(SOURCE DATA)

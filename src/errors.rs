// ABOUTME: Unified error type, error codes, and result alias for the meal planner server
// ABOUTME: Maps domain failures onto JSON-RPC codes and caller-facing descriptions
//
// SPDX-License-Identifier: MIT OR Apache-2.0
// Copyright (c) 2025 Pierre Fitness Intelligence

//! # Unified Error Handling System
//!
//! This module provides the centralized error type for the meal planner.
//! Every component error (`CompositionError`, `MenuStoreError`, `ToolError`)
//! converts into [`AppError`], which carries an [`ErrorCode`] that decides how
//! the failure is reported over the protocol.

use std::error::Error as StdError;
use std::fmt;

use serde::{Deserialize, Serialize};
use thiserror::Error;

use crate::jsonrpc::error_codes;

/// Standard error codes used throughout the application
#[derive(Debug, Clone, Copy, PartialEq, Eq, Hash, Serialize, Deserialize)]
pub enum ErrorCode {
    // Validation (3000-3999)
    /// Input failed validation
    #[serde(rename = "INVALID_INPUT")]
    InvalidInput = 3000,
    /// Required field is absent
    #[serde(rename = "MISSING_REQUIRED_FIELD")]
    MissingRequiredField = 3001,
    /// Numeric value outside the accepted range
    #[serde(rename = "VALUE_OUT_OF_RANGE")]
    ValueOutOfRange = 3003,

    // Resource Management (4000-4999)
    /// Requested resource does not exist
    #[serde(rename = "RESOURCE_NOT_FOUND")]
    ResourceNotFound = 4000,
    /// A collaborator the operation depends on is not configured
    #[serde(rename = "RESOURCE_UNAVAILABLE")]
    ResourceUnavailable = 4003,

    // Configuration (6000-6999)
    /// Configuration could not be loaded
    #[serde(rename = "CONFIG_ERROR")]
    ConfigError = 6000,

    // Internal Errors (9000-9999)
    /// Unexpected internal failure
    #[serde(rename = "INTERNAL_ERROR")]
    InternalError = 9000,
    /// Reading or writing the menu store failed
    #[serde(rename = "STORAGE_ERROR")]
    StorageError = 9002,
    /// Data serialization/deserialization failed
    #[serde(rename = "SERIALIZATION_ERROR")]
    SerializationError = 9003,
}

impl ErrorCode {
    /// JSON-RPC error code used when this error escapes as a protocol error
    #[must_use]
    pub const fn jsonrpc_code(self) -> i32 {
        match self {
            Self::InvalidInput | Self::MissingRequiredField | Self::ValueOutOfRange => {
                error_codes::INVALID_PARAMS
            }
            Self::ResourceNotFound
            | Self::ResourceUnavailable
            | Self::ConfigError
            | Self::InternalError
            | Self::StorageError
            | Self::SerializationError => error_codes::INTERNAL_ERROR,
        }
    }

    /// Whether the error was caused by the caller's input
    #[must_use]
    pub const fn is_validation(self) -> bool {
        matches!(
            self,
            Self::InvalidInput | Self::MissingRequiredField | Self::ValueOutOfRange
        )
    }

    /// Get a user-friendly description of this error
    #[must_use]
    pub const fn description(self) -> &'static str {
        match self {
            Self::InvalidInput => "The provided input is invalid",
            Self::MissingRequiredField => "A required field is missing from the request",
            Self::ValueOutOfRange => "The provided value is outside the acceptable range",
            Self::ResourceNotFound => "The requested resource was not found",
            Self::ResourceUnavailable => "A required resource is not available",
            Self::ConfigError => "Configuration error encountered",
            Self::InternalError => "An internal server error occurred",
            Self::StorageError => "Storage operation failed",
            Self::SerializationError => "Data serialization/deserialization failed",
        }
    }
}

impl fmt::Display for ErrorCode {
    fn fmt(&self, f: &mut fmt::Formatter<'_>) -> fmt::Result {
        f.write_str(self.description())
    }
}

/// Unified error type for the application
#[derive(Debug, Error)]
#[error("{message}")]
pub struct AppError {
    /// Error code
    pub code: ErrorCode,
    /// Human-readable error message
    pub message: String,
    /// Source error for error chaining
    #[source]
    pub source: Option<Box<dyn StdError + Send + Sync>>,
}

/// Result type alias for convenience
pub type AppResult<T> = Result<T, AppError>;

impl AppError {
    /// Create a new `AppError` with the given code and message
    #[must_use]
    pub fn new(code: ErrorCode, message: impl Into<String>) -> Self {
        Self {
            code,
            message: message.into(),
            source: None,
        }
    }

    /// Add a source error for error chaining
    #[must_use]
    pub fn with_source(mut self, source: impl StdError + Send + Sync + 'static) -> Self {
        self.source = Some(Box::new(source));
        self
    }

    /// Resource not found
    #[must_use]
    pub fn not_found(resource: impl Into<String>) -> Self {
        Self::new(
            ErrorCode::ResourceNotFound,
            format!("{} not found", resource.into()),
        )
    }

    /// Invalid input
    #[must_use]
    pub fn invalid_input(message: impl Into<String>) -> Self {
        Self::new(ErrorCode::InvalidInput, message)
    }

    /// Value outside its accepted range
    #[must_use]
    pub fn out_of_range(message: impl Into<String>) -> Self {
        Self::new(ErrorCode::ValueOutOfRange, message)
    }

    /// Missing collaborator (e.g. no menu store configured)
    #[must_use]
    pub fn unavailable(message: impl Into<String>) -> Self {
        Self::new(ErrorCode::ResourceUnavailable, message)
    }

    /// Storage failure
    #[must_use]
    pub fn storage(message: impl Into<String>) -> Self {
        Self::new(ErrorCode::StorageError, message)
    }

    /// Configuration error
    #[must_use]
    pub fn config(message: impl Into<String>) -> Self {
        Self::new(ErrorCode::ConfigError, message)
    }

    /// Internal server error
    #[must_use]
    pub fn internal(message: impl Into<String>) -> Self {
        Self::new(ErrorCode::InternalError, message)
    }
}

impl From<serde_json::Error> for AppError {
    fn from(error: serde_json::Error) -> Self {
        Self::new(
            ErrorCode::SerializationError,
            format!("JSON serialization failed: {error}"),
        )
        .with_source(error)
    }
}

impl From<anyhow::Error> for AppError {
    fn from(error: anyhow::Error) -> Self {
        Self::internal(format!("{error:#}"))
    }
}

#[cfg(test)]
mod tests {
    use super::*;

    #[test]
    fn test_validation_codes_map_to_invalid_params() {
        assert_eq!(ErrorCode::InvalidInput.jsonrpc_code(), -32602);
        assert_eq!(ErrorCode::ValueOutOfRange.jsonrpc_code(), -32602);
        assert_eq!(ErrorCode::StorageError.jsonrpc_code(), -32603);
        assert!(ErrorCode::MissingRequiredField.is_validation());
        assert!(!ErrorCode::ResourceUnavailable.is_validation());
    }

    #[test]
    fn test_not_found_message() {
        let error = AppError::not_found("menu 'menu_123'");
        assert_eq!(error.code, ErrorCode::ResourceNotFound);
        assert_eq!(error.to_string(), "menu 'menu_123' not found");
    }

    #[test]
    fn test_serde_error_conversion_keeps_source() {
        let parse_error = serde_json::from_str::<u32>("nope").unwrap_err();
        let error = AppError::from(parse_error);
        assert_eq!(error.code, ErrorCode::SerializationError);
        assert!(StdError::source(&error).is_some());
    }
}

(End SOURCE DATA)

● AIM OF THE TASK
Please show, exactly as written, every line above that contains the word "derive".

● EXERCISE ANSWER
#[derive(Debug, Clone, Copy, PartialEq, Eq, Hash, Serialize, Deserialize)]
#[derive(Debug, Error)]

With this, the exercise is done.